Architecture diagram

In the following diagram find the components that are both external and part of the the system. Note the following: The project will be divided in 2 phases. Due to development limitations, previously obtained feedback might be applied as possible. This document's emphasis relies on Phase 1 of the system, and will have the following architecture.

Diagram

airQuality-mx-design

External components:
  • WAQI API: source of data through a JSON API, it is limited to 1000 requests per second.
  • Twitter: Platform where a "Twitter Publisher" lambda would post tweets.
  • Other: Any other platform(like sms, email, etc..) that would require it's own lambda or mechanism in order to send in notifications.

Owned components:

  • WAQI CityFeed Lambda: Triggered every 5 minutes by a programmatic Cloudwatch event, This lambda performs one or more GET requests to the WAQI API to obtain data for a single city feed. If a city has N air stations collecting data, the lambda would perform 10 requets(one per station) to gather complete data for such city. Data will be packed in a single JSON object defined by an ownder DTO and store it on DynamoDB(Feed Stream).
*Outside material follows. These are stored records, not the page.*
//! Conversation engine: the per-user step transition table

use crate::replies::{self, callback, Reply};
use cfwm_core::bus::{InboundKind, InboundMessage, OutboundMessage};
use cfwm_core::config::BotConfig;
use cfwm_core::session::{Session, SessionStore, Step, WorkerRecord};
use std::sync::Arc;
use tracing::{debug, info, warn};

/// Command that opens the Cloudflare setup flow. Matched as a prefix.
const CLOUDFLARE_COMMAND: &str = "cloudflare";
const START_COMMAND: &str = "start";

/// Engine settings
#[derive(Debug, Clone)]
pub struct EngineSettings {
    /// Channel replies are addressed to
    pub channel: String,
    /// Chat that receives registration requests
    pub admin_id: String,
    /// Drop `approve_user` callbacks not sent by the admin
    pub enforce_admin_approval: bool,
}

impl EngineSettings {
    pub fn new(channel: impl Into<String>, admin_id: impl Into<String>) -> Self {
        Self {
            channel: channel.into(),
            admin_id: admin_id.into(),
            enforce_admin_approval: true,
        }
    }

    /// Settings for `channel` from the bot config
    pub fn from_config(channel: impl Into<String>, config: &BotConfig) -> Self {
        Self {
            channel: channel.into(),
            admin_id: config.admin_id.trim().to_string(),
            enforce_admin_approval: config.enforce_admin_approval,
        }
    }
}

/// Replies collected while handling one event
struct Outbox<'a> {
    settings: &'a EngineSettings,
    chat_id: &'a str,
    messages: Vec<OutboundMessage>,
}

impl<'a> Outbox<'a> {
    fn new(settings: &'a EngineSettings, chat_id: &'a str) -> Self {
        Self {
            settings,
            chat_id,
            messages: Vec::new(),
        }
    }

    /// Reply to the chat the event came from
    fn reply(&mut self, reply: Reply) {
        self.send_to(self.chat_id, reply);
    }

    fn send_to(&mut self, chat_id: &str, reply: Reply) {
        let mut msg = OutboundMessage::new(&self.settings.channel, chat_id, reply.content);
        msg.format = reply.format;
        msg.keyboard = reply.keyboard;
        self.messages.push(msg);
    }

    fn notify_admin(&mut self, reply: Reply) {
        if self.settings.admin_id.is_empty() {
            warn!("No admin configured, dropping admin notification");
            return;
        }
        let admin_id = self.settings.admin_id.clone();
        self.send_to(&admin_id, reply);
    }
}

/// Decides, for each inbound event, the step transition and the replies.
///
/// Handling never fails: events that match no transition are dropped
/// without a reply.
pub struct ConversationEngine {
    store: Arc<dyn SessionStore>,
    settings: EngineSettings,
}

impl ConversationEngine {
    /// Create an engine over an injected session store
    pub fn new(store: Arc<dyn SessionStore>, settings: EngineSettings) -> Self {
        if settings.admin_id.is_empty() {
            warn!("Admin id is empty: registrations cannot be approved");
        }
        Self { store, settings }
    }

    /// The session store backing this engine
    pub fn store(&self) -> &Arc<dyn SessionStore> {
        &self.store
    }

    /// Handle one event and return the messages to send
    pub fn handle(&self, msg: &InboundMessage) -> Vec<OutboundMessage> {
        let mut out = Outbox::new(&self.settings, &msg.chat_id);
        let user_id = msg.sender_id.as_str();

        match &msg.kind {
            InboundKind::Command { name, .. } => self.on_command(user_id, name, &mut out),
            InboundKind::Callback { data } => self.on_callback(user_id, data, &mut out),
            InboundKind::Text { text } => self.on_text(user_id, text, &mut out),
        }

        out.messages
    }

    fn on_command(&self, user_id: &str, name: &str, out: &mut Outbox<'_>) {
        if name == START_COMMAND {
            let session = self.store.get_or_create(user_id);
            let reply = if !session.approved {
                replies::welcome()
            } else if !session.is_configured() {
                replies::complete_setup()
            } else {
                replies::main_menu()
            };
            out.reply(reply);
        } else if name.starts_with(CLOUDFLARE_COMMAND) {
            let mut session = self.store.get_or_create(user_id);
            self.transition(&mut session, Step::InputApiToken);
            out.reply(replies::ask_api_token());
        } else {
            debug!(user_id, command = name, "Ignoring unknown command");
        }
    }

    fn on_callback(&self, user_id: &str, data: &str, out: &mut Outbox<'_>) {
        if data == callback::REGISTER_START {
            let mut session = self.store.get_or_create(user_id);
            let from = session.step;
            session.reset_for_registration();
            self.save(session, from);
            out.reply(replies::ask_name());
            return;
        }

        if let Some(target) = data.strip_prefix(callback::APPROVE_USER_PREFIX) {
            self.approve(user_id, target, out);
            return;
        }

        // Menu features: silently ignored unless approved and configured
        let Some(mut session) = self
            .store
            .get(user_id)
            .filter(Session::can_use_menu)
        else {
            debug!(user_id, data, "Menu callback rejected by guard");
            return;
        };

        match data {
            callback::DEPLOY_WORKER => {
                self.transition(&mut session, Step::InputWorkerName);
                out.reply(replies::ask_worker_name());
            }
            callback::LIST_WORKER => out.reply(replies::worker_list(session.workers())),
            callback::SET_KV => {
                self.transition(&mut session, Step::InputKvNamespace);
                out.reply(replies::ask_kv_namespace());
            }
            callback::SET_KV_KEY => {
                self.transition(&mut session, Step::InputKvKey);
                out.reply(replies::ask_kv_key());
            }
            callback::HELP => out.reply(replies::help()),
            _ => debug!(user_id, data, "Ignoring unknown callback"),
        }
    }

    fn approve(&self, sender_id: &str, data: &str, out: &mut Outbox<'_>) {
        let target = data.split(':').next().unwrap_or_default().trim();
        if target.is_empty() {
            debug!(sender_id, "Approval callback without a user id");
            return;
        }
        if self.settings.enforce_admin_approval && sender_id != self.settings.admin_id {
            warn!(sender_id, target, "Approval attempted by a non-admin sender");
            return;
        }

        let mut session = self.store.get_or_create(target);
        let from = session.step;
        session.approve();
        self.save(session, from);
        info!(target, "User approved");

        out.send_to(target, replies::registration_approved());
        out.notify_admin(replies::approval_confirmed(target));
    }

    fn on_text(&self, user_id: &str, text: &str, out: &mut Outbox<'_>) {
        let mut session = self.store.get_or_create(user_id);
        let input = text.trim();

        match session.step {
            Step::InputName => {
                session.name = Some(input.to_string());
                self.transition(&mut session, Step::WaitingApproval);
                info!(user_id, "Registration submitted");
                out.notify_admin(replies::approval_request(input, user_id));
                out.reply(replies::awaiting_approval());
            }
            Step::InputApiToken => {
                session.cloudflare.api_token = Some(input.to_string());
                self.transition(&mut session, Step::InputAccountId);
                out.reply(replies::ask_account_id());
            }
            Step::InputAccountId => {
                session.cloudflare.account_id = Some(input.to_string());
                self.transition(&mut session, Step::InputZoneId);
                out.reply(replies::ask_zone_id());
            }
            Step::InputZoneId => {
                session.cloudflare.zone_id = Some(input.to_string());
                self.transition(&mut session, Step::InputKvNamespaceId);
                out.reply(replies::ask_kv_namespace_id());
            }
            Step::InputKvNamespaceId => {
                session.cloudflare.kv_namespace_id = Some(input.to_string());
                self.transition(&mut session, Step::None);
                out.reply(replies::cloudflare_saved());
            }
            Step::InputWorkerName if session.can_use_menu() => {
                session.pending_worker_name = Some(input.to_string());
                self.transition(&mut session, Step::InputWorkerCode);
                out.reply(replies::ask_worker_code(input));
            }
            Step::InputWorkerCode if session.can_use_menu() => {
                match session.pending_worker_name.take() {
                    Some(name) => {
                        // Code is kept verbatim, indentation matters
                        session.push_worker(WorkerRecord::new(name.clone(), text));
                        self.transition(&mut session, Step::None);
                        info!(user_id, worker = %name, "Worker recorded");
                        out.reply(replies::worker_deployed(&name));
                    }
                    None => {
                        self.transition(&mut session, Step::None);
                        out.reply(replies::worker_name_missing());
                    }
                }
            }
            Step::InputKvNamespace if session.can_use_menu() => {
                session.cloudflare.kv_namespace = Some(input.to_string());
                self.transition(&mut session, Step::None);
                out.reply(replies::kv_namespace_set(input));
            }
            Step::InputKvKey if session.can_use_menu() => {
                session.cloudflare.kv_key = Some(input.to_string());
                self.transition(&mut session, Step::None);
                out.reply(replies::kv_key_set(input));
            }
            step => debug!(user_id, %step, "No transition for text input"),
        }
    }

    /// Enter `to` and store the session
    fn transition(&self, session: &mut Session, to: Step) {
        let from = session.step;
        session.enter(to);
        self.save(session.clone(), from);
    }

    fn save(&self, session: Session, from: Step) {
        debug!(
            user_id = %session.user_id,
            from = %from,
            to = %session.step,
            "Step transition"
        );
        self.store.set(session);
    }
}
  • DynamoDB Airquality Table(with feed Stream): will serve as delivery mechanism for raw city feed data obtained by WAQI CityFeed Lambda. They way it works is that as a DynamoDB database, in can trigger events when a determined record changes. This is done by using a unique Key value supported by DTO.

  • Feed Processor Lambda: consumes CityFeed Streams event changes and retrieves feed value from DynamoDB, then processes them to produce a Notification object. Notification object which contains the final notification message. Feed Processor Lambda will publish this to one or more SNS topics for publishing through different delivery methods. Feed Processor Lambda also applies validation and rules to determine if a notification is suitable to be sent within a channel. For example. If notification is to be sent through Twitter via it's SNS topic, the notification sent through SNS will be within the character limit of such platform, and might be published at a specific frequency to prevent spam(as defined by such platform).
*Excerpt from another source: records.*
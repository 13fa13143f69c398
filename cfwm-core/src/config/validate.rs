//! Configuration validation rules.

use super::schema::Config;

/// Validate configuration and return aggregated validation errors.
pub fn validate_config(config: &Config) -> crate::Result<()> {
    let mut errors = Vec::new();

    let admin_id = config.bot.admin_id.trim();
    if !admin_id.is_empty() && admin_id.parse::<i64>().is_err() {
        errors.push("bot.admin_id must be a numeric Telegram chat id".to_string());
    }

    let telegram = &config.channels.telegram;
    if telegram.enabled && telegram.token.trim().is_empty() {
        errors.push("channels.telegram.token is required when telegram is enabled".to_string());
    }
    if telegram.webhook.enabled {
        let url = telegram.webhook.url.trim();
        if url.is_empty() {
            errors.push(
                "channels.telegram.webhook.url is required when the webhook is enabled".to_string(),
            );
        } else if reqwest::Url::parse(url).is_err() {
            errors.push(format!(
                "channels.telegram.webhook.url is not a valid URL: {}",
                url
            ));
        }
        if telegram.webhook.port == 0 {
            errors.push("channels.telegram.webhook.port must be > 0".to_string());
        }
        if telegram
            .webhook
            .listen_addr
            .parse::<std::net::IpAddr>()
            .is_err()
        {
            errors.push(format!(
                "channels.telegram.webhook.listen_addr is not an IP address: {}",
                telegram.webhook.listen_addr
            ));
        }
    }

    if !matches!(config.logging.format.to_lowercase().as_str(), "text" | "json") {
        errors.push("logging.format must be one of: text, json".to_string());
    }

    if errors.is_empty() {
        Ok(())
    } else {
        Err(crate::Error::Validation(errors.join("; ")))
    }
}
//! Channel manager

use crate::base::{ChannelError, ChannelHandler, ChannelHandlerPtr, Result};
use crate::telegram::TelegramHandler;
use cfwm_core::bus::{InboundMessage, OutboundMessage};
use cfwm_core::config::schema::Config;
use std::collections::HashMap;
use std::sync::Arc;
use tokio::sync::{mpsc, RwLock};

/// Channel manager that coordinates all channel handlers
pub struct ChannelManager {
    /// Configuration
    config: Config,
    /// Channel handlers
    handlers: RwLock<HashMap<String, ChannelHandlerPtr>>,
    /// Inbound message sender
    inbound_tx: Option<mpsc::Sender<InboundMessage>>,
}

impl ChannelManager {
    /// Create a new channel manager
    pub fn new(config: Config) -> Self {
        Self {
            config,
            handlers: RwLock::new(HashMap::new()),
            inbound_tx: None,
        }
    }

    /// Set the inbound message sender
    pub fn set_inbound_sender(&mut self, tx: mpsc::Sender<InboundMessage>) {
        self.inbound_tx = Some(tx);
    }

    /// Initialize channels based on configuration
    pub async fn initialize(&self) -> Result<()> {
        let telegram = &self.config.channels.telegram;
        if !telegram.enabled {
            tracing::info!("Telegram channel disabled");
            return Ok(());
        }
        if telegram.token.is_empty() {
            tracing::warn!("Telegram channel enabled but token not configured");
            return Ok(());
        }

        self.register(Arc::new(RwLock::new(TelegramHandler::new(telegram))))
            .await;
        tracing::info!("Telegram channel initialized");
        Ok(())
    }

    /// Add a handler, wiring it to the inbound sender if one is set
    pub async fn register(&self, handler: ChannelHandlerPtr) {
        let name = {
            let mut h = handler.write().await;
            if let Some(ref tx) = self.inbound_tx {
                h.set_inbound_sender(tx.clone());
            }
            h.name().to_string()
        };
        self.handlers.write().await.insert(name, handler);
    }

    /// Start all channel handlers
    pub async fn start_all(&self) -> Result<()> {
        let handlers = self.handlers.read().await;

        for (name, handler) in handlers.iter() {
            tracing::info!("Starting {} channel...", name);
            let mut handler = handler.write().await;
            if let Err(e) = handler.start().await {
                tracing::error!("Failed to start {} channel: {}", name, e);
            }
        }

        Ok(())
    }

    /// Stop all channel handlers
    pub async fn stop_all(&self) -> Result<()> {
        let mut handlers = self.handlers.write().await;

        for (name, handler) in handlers.iter_mut() {
            tracing::info!("Stopping {} channel...", name);
            let mut handler = handler.write().await;
            if let Err(e) = handler.stop().await {
                tracing::error!("Failed to stop {} channel: {}", name, e);
            }
        }

        handlers.clear();
        Ok(())
    }

    /// Get a channel handler by name
    pub async fn get_handler(&self, name: &str) -> Option<ChannelHandlerPtr> {
        let handlers = self.handlers.read().await;
        handlers.get(name).cloned()
    }

    /// Send a message through a specific channel
    pub async fn send(&self, channel: &str, message: OutboundMessage) -> Result<()> {
        let handler = self
            .get_handler(channel)
            .await
            .ok_or_else(|| ChannelError::NotConfigured(format!("Channel {} not found", channel)))?;

        let handler = handler.read().await;
        handler.send(message).await
    }

    /// Check if a channel is running
    pub async fn is_channel_running(&self, name: &str) -> bool {
        match self.get_handler(name).await {
            Some(handler) => handler.read().await.is_running(),
            None => false,
        }
    }

    /// Get list of active channels
    pub async fn list_channels(&self) -> Vec<String> {
        let handlers = self.handlers.read().await;
        handlers.keys().cloned().collect()
    }
}

impl Default for ChannelManager {
    fn default() -> Self {
        Self::new(Config::default())
    }
}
  • Publisher SNS Topics: each publisher sns topics represents a delivery mechanism of a notification, as such a Twitter publisher SNS topic should be consumed by a subscriber(lambda) capable of delivering the message to the Twitter platform. This pattern allow extension of other specialized delivery mechanisms.

  • Publisher Lambdas: a publisher lambda funcions consumes a designed SNS topic, to obtain the notification message and executes the logic to deliver it to it's final recipient. An example of a publisher Lambda, is a Twitter Publisher lambda, which should be capable of taking any message received through the SNS topic, and publish it directly on the Twitter platform, for instance, through a "tweet" of a determined account.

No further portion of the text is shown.